Le lecteur n’a que l’embarras du choix : il trouvera des œuvres de spécialistes du slavon, de la langue liturgique, des icônes, de l’économie marxiste, du système socialiste qui a régi pendant soixante-dix ans un sixième des terres émergées de la planète. Les livres sur la Russie actuelle, ses oligarques,
Gazprom s’accumulent. On croit connaitre ce pays, mais il est à la fois proche et lointain, immense, varie, insaisissable.
Alors, par quel chemin Eugène Berg, qui collabore avec assiduité dans … a – t-il choisi de le visiter ? Celui de l’≪ éternelle Russie ≫, de la ≪ Sainte Russie ≫ – qui n’a pas vraiment disparu et qui resurgit .Aux côtés de la Russie actuelle, en train de se forger une nouvelle destinée. Sous nos yeux parfois choqués, parfois émerveillés. Car tout ce qui se passe, se passera, ce qui s’est passé en Russie a eu des conséquences sur la vie, la pensée ou la culture d’une bonne partie de l’Europe, sinon du monde. Des jeux Olympiques d’hiver de Sotchi, en février 2014, à la Coupe du monde de football de 2018, en passant par le 100e anniversaire de la révolution d’Octobre en 2017 et par les évènements ukrainiens ou l’engagement militaire russe en Syrie, la Russie n’a pas fini de faire parler les médias européens. Ne vient –elle pas de se proposer comme médiateur dans le conflit qui vient d’éclater entre l’Arabie Saoudite et l’Iran. La Russie doit être perçue dans toute sa profondeur et sa richesse non seulement par une poignée d’érudits, mais par tous les Occidentaux soucieux de la comprendre. C’est cette Russie d’hier, d’aujour’hui et un peu de demain, vivante, réelle, aussi complète que possible, que ce livre tente de décrire, en mêlant faits historiques, évènements marquants, sur une centaine de pages politique et économie, une cinquantaine chacune.

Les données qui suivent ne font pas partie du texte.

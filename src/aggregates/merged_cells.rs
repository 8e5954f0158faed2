//! Merged regions of a sheet.

use super::{RecordAggregate, RecordStream};
use crate::common::error::{XlsError, XlsResult};
use crate::records::{CellRangeAddress, MergeCellsRecord, Record};

/// All merged regions, written as as many MERGECELLS records as needed.
#[derive(Debug, Clone, PartialEq, Eq, Default)]
pub struct MergedCellsTable {
    regions: Vec<CellRangeAddress>,
}

impl MergedCellsTable {
    pub fn new() -> Self {
        Self::default()
    }

    /// Consume a contiguous run of MERGECELLS records.
    pub fn read(&mut self, rs: &mut RecordStream<'_>) {
        while let Some(Record::MergeCells(rec)) = rs.peek() {
            self.regions.extend_from_slice(&rec.regions);
            rs.next();
        }
    }

    pub fn add_region(&mut self, region: CellRangeAddress) -> usize {
        self.regions.push(region);
        self.regions.len() - 1
    }

    pub fn remove_region(&mut self, index: usize) -> XlsResult<CellRangeAddress> {
        if index >= self.regions.len() {
            return Err(XlsError::invalid_argument(format!(
                "merged region {} does not exist ({} regions)",
                index,
                self.regions.len()
            )));
        }
        Ok(self.regions.remove(index))
    }

    pub fn region(&self, index: usize) -> Option<&CellRangeAddress> {
        self.regions.get(index)
    }

    pub fn regions(&self) -> &[CellRangeAddress] {
        &self.regions
    }

    pub fn len(&self) -> usize {
        self.regions.len()
    }

    pub fn is_empty(&self) -> bool {
        self.regions.is_empty()
    }

    /// Region containing the cell, if any.
    pub fn region_at(&self, row: u32, col: u16) -> Option<&CellRangeAddress> {
        self.regions.iter().find(|r| r.contains(row, col))
    }
}

impl RecordAggregate for MergedCellsTable {
    fn visit_contained_records(&self, visitor: &mut dyn FnMut(Record)) {
        for chunk in self.regions.chunks(MergeCellsRecord::MAX_REGIONS) {
            visitor(Record::MergeCells(MergeCellsRecord::new(chunk.to_vec())));
        }
    }
}

#[cfg(test)]
mod tests {
    use super::*;

    fn region(r: u32) -> CellRangeAddress {
        CellRangeAddress::new(r, r + 1, 0, 1).unwrap()
    }

    #[test]
    fn test_chunks_at_record_limit() {
        let mut table = MergedCellsTable::new();
        for r in 0..2100 {
            table.add_region(region(r * 2));
        }
        let records = table.records();
        assert_eq!(records.len(), 3);
        let Record::MergeCells(first) = &records[0] else {
            panic!("expected MERGECELLS");
        };
        assert_eq!(first.regions.len(), 1027);

        let mut reread = MergedCellsTable::new();
        reread.read(&mut RecordStream::new(&records));
        assert_eq!(reread, table);
    }

    #[test]
    fn test_empty_table_writes_nothing() {
        let table = MergedCellsTable::new();
        assert!(table.records().is_empty());
        assert_eq!(table.serialized_size(), 0);
    }

    #[test]
    fn test_remove_out_of_range() {
        let mut table = MergedCellsTable::new();
        table.add_region(region(0));
        assert!(table.remove_region(3).is_err());
        assert_eq!(table.remove_region(0).unwrap(), region(0));
        assert!(table.region_at(0, 0).is_none());
    }
}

Société et vie quotidienne, tout en restituant les couleurs de ce pays, Culture, sa littérature, sa cuisine, son humour, les sports, la mode et ses beaux modèles, le cinéma – à chacun selon ses goûts. Lé géopolitique et la géo économie de la Russie n’ont pas été laissés de côté et Eugène Berg leur a consacré plus de 55 pages, décrivant les derniers évènements jusqu’aux soubresauts syriens ou la tension entre Moscou et Ankara. Tout ceci est traité de manière fluide, agrémenté d’encadrés, de parties plus développées « pour experts ». On y trouvera aussi anecdotes, témoignages, histoires vécues, autant de moments de respirant autant utiles qu’agréables.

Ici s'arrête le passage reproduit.